Have you all caught the video of Helen Thomas, the so-called dean of the White House Press Corps, being asked about this situation? I watched with horror as she suggested that the Jews should “get the hell out of Palestine” and “go home” to such places as Poland and Germany. Go on to the Huffington Post or other sites where the public is allowed to comment about this topic, and you will find all sorts of vitriol heaped against Israel. Of course, none of these people will admit that they are “anti-Semitic.” As they correctly point out, it is one thing to hate Jews and another to hate Zionism. Still, what is remarkable is the depth and extent of people’s hatred of Zionism, which does sometimes spill over into garden variety anti-Semitism. Even in the self-proclaimed Middle East Peace community, it is rare to find a non-Jew who will admit to being a Zionist. Activists talk about wanting a two-state solution, but it soon becomes clear that the “Israeli” state they envision will not provide any special dispensations for Jews, not even immigration benefits. In other words, the “Israel” that peace activists love to say they support is merely an international state that happened to be founded by Jews but will soon enough be populated primarily by non-Jews, since the number of Jews in the Middle East region is small relative to the number of Palestinians and other Arabs.

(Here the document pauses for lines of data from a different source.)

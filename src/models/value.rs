//! Value kinds and typed values.
//!
//! [`ValueKind`] is the closed set of primitive kinds used to bind, parse and
//! validate scalar values. [`Value`] is a runtime value of one of those kinds,
//! or NULL.

use chrono::{DateTime, NaiveDate, NaiveDateTime, NaiveTime};
use rust_decimal::Decimal;
use rust_decimal::prelude::ToPrimitive;
use serde::{Deserialize, Serialize};
use std::fmt;
use std::str::FromStr;

const DATE_FORMAT: &str = "%Y-%m-%d";
const TIMESTAMP_FORMATS: &[&str] = &["%Y-%m-%d %H:%M:%S%.f", "%Y-%m-%dT%H:%M:%S%.f"];

/// Primitive kind of a scalar value.
#[derive(Debug, Clone, Copy, PartialEq, Eq, Hash, Serialize, Deserialize)]
#[serde(rename_all = "lowercase")]
pub enum ValueKind {
    Text,
    Integer,
    Decimal,
    Boolean,
    Date,
    Timestamp,
}

impl ValueKind {
    /// All kinds, in declaration order.
    pub const ALL: [ValueKind; 6] = [
        ValueKind::Text,
        ValueKind::Integer,
        ValueKind::Decimal,
        ValueKind::Boolean,
        ValueKind::Date,
        ValueKind::Timestamp,
    ];

    /// Parse text into a value of this kind.
    ///
    /// Returns `None` when the text is not a valid value of this kind. Empty
    /// text is only valid for [`ValueKind::Text`].
    pub fn parse(&self, text: &str) -> Option<Value> {
        let trimmed = text.trim();
        if trimmed.is_empty() && *self != ValueKind::Text {
            return None;
        }
        match self {
            ValueKind::Text => Some(Value::Text(text.to_string())),
            ValueKind::Integer => parse_integer(trimmed).map(Value::Integer),
            ValueKind::Decimal => parse_decimal(trimmed).map(Value::Decimal),
            ValueKind::Boolean => parse_boolean(trimmed).map(Value::Boolean),
            ValueKind::Date => NaiveDate::parse_from_str(trimmed, DATE_FORMAT)
                .ok()
                .map(Value::Date),
            ValueKind::Timestamp => parse_timestamp(trimmed).map(Value::Timestamp),
        }
    }

    /// Check whether an already-typed value may be bound as this kind.
    ///
    /// NULL is compatible with every kind. No widening is performed: an
    /// integer is not a decimal.
    pub fn is_compatible(&self, value: &Value) -> bool {
        match value.kind() {
            None => true,
            Some(kind) => kind == *self,
        }
    }

    /// Lowercase name used in messages and on the command line.
    pub fn name(&self) -> &'static str {
        match self {
            ValueKind::Text => "text",
            ValueKind::Integer => "integer",
            ValueKind::Decimal => "decimal",
            ValueKind::Boolean => "boolean",
            ValueKind::Date => "date",
            ValueKind::Timestamp => "timestamp",
        }
    }
}

impl fmt::Display for ValueKind {
    fn fmt(&self, f: &mut fmt::Formatter<'_>) -> fmt::Result {
        f.write_str(self.name())
    }
}

impl FromStr for ValueKind {
    type Err = String;

    fn from_str(s: &str) -> Result<Self, Self::Err> {
        match s.trim().to_ascii_lowercase().as_str() {
            "text" | "string" => Ok(ValueKind::Text),
            "integer" | "int" => Ok(ValueKind::Integer),
            "decimal" | "numeric" => Ok(ValueKind::Decimal),
            "boolean" | "bool" => Ok(ValueKind::Boolean),
            "date" => Ok(ValueKind::Date),
            "timestamp" | "datetime" => Ok(ValueKind::Timestamp),
            other => Err(format!("Unknown value kind: {}", other)),
        }
    }
}

fn parse_decimal(text: &str) -> Option<Decimal> {
    Decimal::from_str(text)
        .or_else(|_| Decimal::from_scientific(text))
        .ok()
}

/// Integers go through decimal parsing so that "12.0" is accepted while
/// "12.34" is rejected for its non-zero fractional part.
fn parse_integer(text: &str) -> Option<i64> {
    if let Ok(v) = text.parse::<i64>() {
        return Some(v);
    }
    let decimal = parse_decimal(text)?;
    if !decimal.fract().is_zero() {
        return None;
    }
    decimal.trunc().to_i64()
}

fn parse_boolean(text: &str) -> Option<bool> {
    match text.to_ascii_lowercase().as_str() {
        "true" | "1" | "yes" | "y" => Some(true),
        "false" | "0" | "no" | "n" => Some(false),
        _ => None,
    }
}

fn parse_timestamp(text: &str) -> Option<NaiveDateTime> {
    if let Ok(dt) = DateTime::parse_from_rfc3339(text) {
        return Some(dt.naive_utc());
    }
    for format in TIMESTAMP_FORMATS {
        if let Ok(ts) = NaiveDateTime::parse_from_str(text, format) {
            return Some(ts);
        }
    }
    NaiveDate::parse_from_str(text, DATE_FORMAT)
        .ok()
        .map(|d| d.and_time(NaiveTime::MIN))
}

/// A typed scalar value.
#[derive(Debug, Clone, PartialEq, Default, Serialize, Deserialize)]
#[serde(tag = "kind", content = "value", rename_all = "lowercase")]
pub enum Value {
    #[default]
    Null,
    Text(String),
    Integer(i64),
    Decimal(Decimal),
    Boolean(bool),
    Date(NaiveDate),
    Timestamp(NaiveDateTime),
}

impl Value {
    /// Kind of this value, `None` for NULL.
    pub fn kind(&self) -> Option<ValueKind> {
        match self {
            Value::Null => None,
            Value::Text(_) => Some(ValueKind::Text),
            Value::Integer(_) => Some(ValueKind::Integer),
            Value::Decimal(_) => Some(ValueKind::Decimal),
            Value::Boolean(_) => Some(ValueKind::Boolean),
            Value::Date(_) => Some(ValueKind::Date),
            Value::Timestamp(_) => Some(ValueKind::Timestamp),
        }
    }

    /// Check if this value is NULL (unset).
    pub fn is_null(&self) -> bool {
        matches!(self, Value::Null)
    }

    /// Get the type name of this value for messages.
    pub fn type_name(&self) -> &'static str {
        self.kind().map(|k| k.name()).unwrap_or("null")
    }

    pub fn as_text(&self) -> Option<&str> {
        match self {
            Value::Text(v) => Some(v),
            _ => None,
        }
    }

    pub fn as_integer(&self) -> Option<i64> {
        match self {
            Value::Integer(v) => Some(*v),
            _ => None,
        }
    }

    pub fn as_decimal(&self) -> Option<Decimal> {
        match self {
            Value::Decimal(v) => Some(*v),
            _ => None,
        }
    }

    pub fn as_boolean(&self) -> Option<bool> {
        match self {
            Value::Boolean(v) => Some(*v),
            _ => None,
        }
    }

    pub fn as_date(&self) -> Option<NaiveDate> {
        match self {
            Value::Date(v) => Some(*v),
            _ => None,
        }
    }

    pub fn as_timestamp(&self) -> Option<NaiveDateTime> {
        match self {
            Value::Timestamp(v) => Some(*v),
            _ => None,
        }
    }

    /// Plain JSON rendering: decimals as strings, dates in ISO format.
    pub fn to_json(&self) -> serde_json::Value {
        use serde_json::Value as JsonValue;
        match self {
            Value::Null => JsonValue::Null,
            Value::Text(v) => JsonValue::String(v.clone()),
            Value::Integer(v) => JsonValue::Number((*v).into()),
            Value::Decimal(v) => JsonValue::String(v.to_string()),
            Value::Boolean(v) => JsonValue::Bool(*v),
            Value::Date(v) => JsonValue::String(v.format(DATE_FORMAT).to_string()),
            Value::Timestamp(v) => JsonValue::String(v.format("%Y-%m-%dT%H:%M:%S%.f").to_string()),
        }
    }
}

impl fmt::Display for Value {
    fn fmt(&self, f: &mut fmt::Formatter<'_>) -> fmt::Result {
        match self {
            Value::Null => f.write_str("NULL"),
            Value::Text(v) => f.write_str(v),
            Value::Integer(v) => write!(f, "{}", v),
            Value::Decimal(v) => write!(f, "{}", v),
            Value::Boolean(v) => write!(f, "{}", v),
            Value::Date(v) => write!(f, "{}", v.format(DATE_FORMAT)),
            Value::Timestamp(v) => write!(f, "{}", v.format("%Y-%m-%d %H:%M:%S%.f")),
        }
    }
}

impl From<&str> for Value {
    fn from(v: &str) -> Self {
        Value::Text(v.to_string())
    }
}

impl From<String> for Value {
    fn from(v: String) -> Self {
        Value::Text(v)
    }
}

impl From<i64> for Value {
    fn from(v: i64) -> Self {
        Value::Integer(v)
    }
}

impl From<i32> for Value {
    fn from(v: i32) -> Self {
        Value::Integer(v.into())
    }
}

impl From<Decimal> for Value {
    fn from(v: Decimal) -> Self {
        Value::Decimal(v)
    }
}

impl From<bool> for Value {
    fn from(v: bool) -> Self {
        Value::Boolean(v)
    }
}

impl From<NaiveDate> for Value {
    fn from(v: NaiveDate) -> Self {
        Value::Date(v)
    }
}

impl From<NaiveDateTime> for Value {
    fn from(v: NaiveDateTime) -> Self {
        Value::Timestamp(v)
    }
}

impl<T: Into<Value>> From<Option<T>> for Value {
    fn from(v: Option<T>) -> Self {
        v.map(Into::into).unwrap_or(Value::Null)
    }
}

I hate to break the news to all these anti-Zionists, but the Jewish State won’t allow itself to be destroyed any more than the people of Gaza will allow Israel to tell them who they can elect. And if this region is to have peace, it will have to result from both sides respecting some basic rights of the other – including the Palestinians’ right of self-determination and the Jews’ right to their own piece of earth. I’m not harboring any illusions that these rights will be respected any time soon, but at least we can feel good that progress can occasionally be made in that direction. In the past week, we’ve seen some such progress. Certain abuses of the Netanyahu Administration are being revealed in the media. And some of the Israel-hating enemies of peace are also getting outed in the media. All of this has to happen.
So to Israel, I say: let’s start treating the Gazans like people, shall we? And to the Helen Thomases of the world: go ahead and reveal yourselves for what you are. Your problem isn’t with Zionism, or even Israel. Your problem is with Jews. And the more you talk about those who aren’t Zionistic as “good Jews” or “Jews of conscience,” the more you inspire the rest of us to fight for a Jewish State.